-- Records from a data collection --

▼▼▼

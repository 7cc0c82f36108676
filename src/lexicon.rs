//! Character classes and reserved words of the RPAL lexicon.
//!
//! Every predicate here is a direct membership check against a fixed
//! character set. The scanner only ever asks these questions, so the set of
//! legal characters is defined in exactly one place.

use phf::phf_set;

/// Identifiers that are lexed as [`TokenKind::Reserved`](crate::token::TokenKind::Reserved).
pub static RESERVED_WORDS: phf::Set<&'static str> = phf_set! {
    "let", "in", "within", "fn", "where", "aug", "or", "not",
    "gr", "ge", "ls", "le", "eq", "ne", "true", "false",
    "nil", "dummy", "rec", "and",
};

/// What the first character of a token commits the scanner to.
#[derive(Debug, PartialEq, Eq, Clone, Copy)]
pub enum Category {
    Identifier,
    Integer,
    Operator,
    String,
    Whitespace,
    Punctuation(Punctuation),
}

#[derive(Debug, PartialEq, Eq, Clone, Copy)]
pub enum Punctuation {
    LeftParen,
    RightParen,
    Semicolon,
    Comma,
}

pub const STRING_QUOTE: char = '\'';
pub const ESCAPE: char = '\\';

pub fn is_reserved(text: &str) -> bool {
    RESERVED_WORDS.contains(text)
}

pub fn is_letter(c: char) -> bool {
    c.is_ascii_alphabetic()
}

pub fn is_digit(c: char) -> bool {
    c.is_ascii_digit()
}

pub fn is_identifier_continuation(c: char) -> bool {
    is_letter(c) || is_digit(c) || c == '_'
}

pub fn is_operator_symbol(c: char) -> bool {
    matches!(
        c,
        '+' | '-' | '*' | '<' | '>' | '&' | '.' | '@' | '/' | ':' | '=' | '~' | '|'
            | '$' | '!' | '#' | '%' | '^' | '_' | '[' | ']' | '{' | '}' | '"' | '?'
    )
}

pub fn punctuation(c: char) -> Option<Punctuation> {
    match c {
        '(' => Some(Punctuation::LeftParen),
        ')' => Some(Punctuation::RightParen),
        ';' => Some(Punctuation::Semicolon),
        ',' => Some(Punctuation::Comma),
        _ => None,
    }
}

pub fn is_punctuation(c: char) -> bool {
    punctuation(c).is_some()
}

pub fn is_space(c: char) -> bool {
    matches!(c, ' ' | '\t' | '\n' | '\r' | '\x0B' | '\x0C')
}

/// Characters allowed between the quotes of a string literal.
pub fn is_string_body(c: char) -> bool {
    matches!(c, ' ' | '\t' | '\n' | ESCAPE)
        || is_punctuation(c)
        || is_letter(c)
        || is_digit(c)
        || is_operator_symbol(c)
}

/// Characters allowed after `//` on a comment line.
pub fn is_comment_body(c: char) -> bool {
    c == STRING_QUOTE || c == '\r' || is_string_body(c)
}

/// Picks the token category a character starts. Returns `None` for
/// characters outside the lexicon.
pub fn classify(c: char) -> Option<Category> {
    if is_letter(c) {
        Some(Category::Identifier)
    } else if is_digit(c) {
        Some(Category::Integer)
    } else if is_operator_symbol(c) {
        Some(Category::Operator)
    } else if c == STRING_QUOTE {
        Some(Category::String)
    } else if is_space(c) {
        Some(Category::Whitespace)
    } else {
        punctuation(c).map(Category::Punctuation)
    }
}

▲▲▲

-- INSTRUCTIONS FOR THE TASK --
Make a verbatim copy of each record.

-- ANSWER TO THE PROBLEM --
repository 7cc0c82f36108676
filename src/lexicon.rs
//! Character classes and reserved words of the RPAL lexicon.
//!
//! Every predicate here is a direct membership check against a fixed
//! character set. The scanner only ever asks these questions, so the set of
//! legal characters is defined in exactly one place.

use phf::phf_set;

/// Identifiers that are lexed as [`TokenKind::Reserved`](crate::token::TokenKind::Reserved).
pub static RESERVED_WORDS: phf::Set<&'static str> = phf_set! {
    "let", "in", "within", "fn", "where", "aug", "or", "not",
    "gr", "ge", "ls", "le", "eq", "ne", "true", "false",
    "nil", "dummy", "rec", "and",
};

/// What the first character of a token commits the scanner to.
#[derive(Debug, PartialEq, Eq, Clone, Copy)]
pub enum Category {
    Identifier,
    Integer,
    Operator,
    String,
    Whitespace,
    Punctuation(Punctuation),
}

#[derive(Debug, PartialEq, Eq, Clone, Copy)]
pub enum Punctuation {
    LeftParen,
    RightParen,
    Semicolon,
    Comma,
}

pub const STRING_QUOTE: char = '\'';
pub const ESCAPE: char = '\\';

pub fn is_reserved(text: &str) -> bool {
    RESERVED_WORDS.contains(text)
}

pub fn is_letter(c: char) -> bool {
    c.is_ascii_alphabetic()
}

pub fn is_digit(c: char) -> bool {
    c.is_ascii_digit()
}

pub fn is_identifier_continuation(c: char) -> bool {
    is_letter(c) || is_digit(c) || c == '_'
}

pub fn is_operator_symbol(c: char) -> bool {
    matches!(
        c,
        '+' | '-' | '*' | '<' | '>' | '&' | '.' | '@' | '/' | ':' | '=' | '~' | '|'
            | '$' | '!' | '#' | '%' | '^' | '_' | '[' | ']' | '{' | '}' | '"' | '?'
    )
}

pub fn punctuation(c: char) -> Option<Punctuation> {
    match c {
        '(' => Some(Punctuation::LeftParen),
        ')' => Some(Punctuation::RightParen),
        ';' => Some(Punctuation::Semicolon),
        ',' => Some(Punctuation::Comma),
        _ => None,
    }
}

pub fn is_punctuation(c: char) -> bool {
    punctuation(c).is_some()
}

pub fn is_space(c: char) -> bool {
    matches!(c, ' ' | '\t' | '\n' | '\r' | '\x0B' | '\x0C')
}

/// Characters allowed between the quotes of a string literal.
pub fn is_string_body(c: char) -> bool {
    matches!(c, ' ' | '\t' | '\n' | ESCAPE)
        || is_punctuation(c)
        || is_letter(c)
        || is_digit(c)
        || is_operator_symbol(c)
}

/// Characters allowed after `//` on a comment line.
pub fn is_comment_body(c: char) -> bool {
    c == STRING_QUOTE || c == '\r' || is_string_body(c)
}

/// Picks the token category a character starts. Returns `None` for
/// characters outside the lexicon.
pub fn classify(c: char) -> Option<Category> {
    if is_letter(c) {
        Some(Category::Identifier)
    } else if is_digit(c) {
        Some(Category::Integer)
    } else if is_operator_symbol(c) {
        Some(Category::Operator)
    } else if c == STRING_QUOTE {
        Some(Category::String)
    } else if is_space(c) {
        Some(Category::Whitespace)
    } else {
        punctuation(c).map(Category::Punctuation)
    }
}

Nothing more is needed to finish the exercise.